(WHAT YOU SHOULD DO): When the string "ConsoleLog" occurs in a line of the records, show that line.

-- -- --

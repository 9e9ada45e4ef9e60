//! Fire-and-forget notification channel.
//!
//! The pipeline reports progress through a `Notifier`; delivery is
//! best-effort and never blocks or fails a stage. The broadcast
//! implementation serialises tagged JSON messages for any attached
//! listeners (UI bridge, log sink); tests use `NullNotifier` or a
//! subscribed receiver.

use serde::{Deserialize, Serialize};
use tokio::sync::broadcast;

/// Console log severity forwarded to the UI channel.
#[derive(Debug, Clone, Copy, PartialEq, Eq, Serialize, Deserialize)]
#[serde(rename_all = "snake_case")]
pub enum LogLevel {
    Debug,
    Info,
    Warn,
    Error,
}

/// A message on the notification channel.
#[derive(Debug, Clone, Serialize, Deserialize)]
#[serde(tag = "type", content = "data")]
pub enum NotifyMessage {
    Event {
        task_id: String,
        name: String,
        payload: serde_json::Value,
    },
    ConsoleLog {
        task_id: String,
        level: LogLevel,
        message: String,
    },
}

/// Outward notification capability, injected into the pipeline context.
pub trait Notifier: Send + Sync {
    /// Emit a named event for a task. Fire-and-forget.
    fn emit(&self, task_id: &str, event_name: &str, payload: serde_json::Value);

    /// Forward a console log line for a task. Fire-and-forget.
    fn console_log(&self, task_id: &str, level: LogLevel, message: &str);
}

/// Broadcasts serialised messages to any number of subscribers.
pub struct BroadcastNotifier {
    tx: broadcast::Sender<String>,
}

impl BroadcastNotifier {
    pub fn new(capacity: usize) -> Self {
        let (tx, _rx) = broadcast::channel(capacity);
        Self { tx }
    }

    pub fn subscribe(&self) -> broadcast::Receiver<String> {
        self.tx.subscribe()
    }

    fn send(&self, msg: &NotifyMessage) {
        if let Ok(json) = serde_json::to_string(msg) {
            // A send error only means there are no receivers right now.
            let _ = self.tx.send(json);
        }
    }
}

impl Default for BroadcastNotifier {
    fn default() -> Self {
        Self::new(256)
    }
}

impl Notifier for BroadcastNotifier {
    fn emit(&self, task_id: &str, event_name: &str, payload: serde_json::Value) {
        self.send(&NotifyMessage::Event {
            task_id: task_id.to_string(),
            name: event_name.to_string(),
            payload,
        });
    }

    fn console_log(&self, task_id: &str, level: LogLevel, message: &str) {
        match level {
            LogLevel::Debug => tracing::debug!(%task_id, "{message}"),
            LogLevel::Info => tracing::info!(%task_id, "{message}"),
            LogLevel::Warn => tracing::warn!(%task_id, "{message}"),
            LogLevel::Error => tracing::error!(%task_id, "{message}"),
        }
        self.send(&NotifyMessage::ConsoleLog {
            task_id: task_id.to_string(),
            level,
            message: message.to_string(),
        });
    }
}

/// Discards everything. For tests and headless runs.
#[derive(Debug, Default, Clone, Copy)]
pub struct NullNotifier;

impl Notifier for NullNotifier {
    fn emit(&self, _task_id: &str, _event_name: &str, _payload: serde_json::Value) {}

    fn console_log(&self, _task_id: &str, _level: LogLevel, _message: &str) {}
}

#[cfg(test)]
mod tests {
    use super::*;
    use serde_json::json;

    #[test]
    fn test_broadcast_delivers_to_subscriber() {
        let notifier = BroadcastNotifier::new(8);
        let mut rx = notifier.subscribe();
        notifier.emit("T1", "story_completed", json!({"story_id": "S1"}));

        let msg = rx.try_recv().unwrap();
        assert!(msg.contains("story_completed"));
        assert!(msg.contains("S1"));
    }

    #[test]
    fn test_emit_without_subscribers_does_not_panic() {
        let notifier = BroadcastNotifier::new(8);
        notifier.emit("T1", "story_completed", json!({}));
        notifier.console_log("T1", LogLevel::Info, "hello");
    }

    #[test]
    fn test_message_is_tagged_json() {
        let notifier = BroadcastNotifier::new(8);
        let mut rx = notifier.subscribe();
        notifier.console_log("T1", LogLevel::Warn, "careful");
        let msg = rx.try_recv().unwrap();
        let value: serde_json::Value = serde_json::from_str(&msg).unwrap();
        assert_eq!(value["type"], "ConsoleLog");
        assert_eq!(value["data"]["level"], "warn");
    }

    #[test]
    fn test_null_notifier_is_silent() {
        NullNotifier.emit("T1", "x", json!({}));
        NullNotifier.console_log("T1", LogLevel::Error, "ignored");
    }
}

-- -- --

(ANSWER FOR THE TASK):
    ConsoleLog {
        self.send(&NotifyMessage::ConsoleLog {
        assert_eq!(value["type"], "ConsoleLog");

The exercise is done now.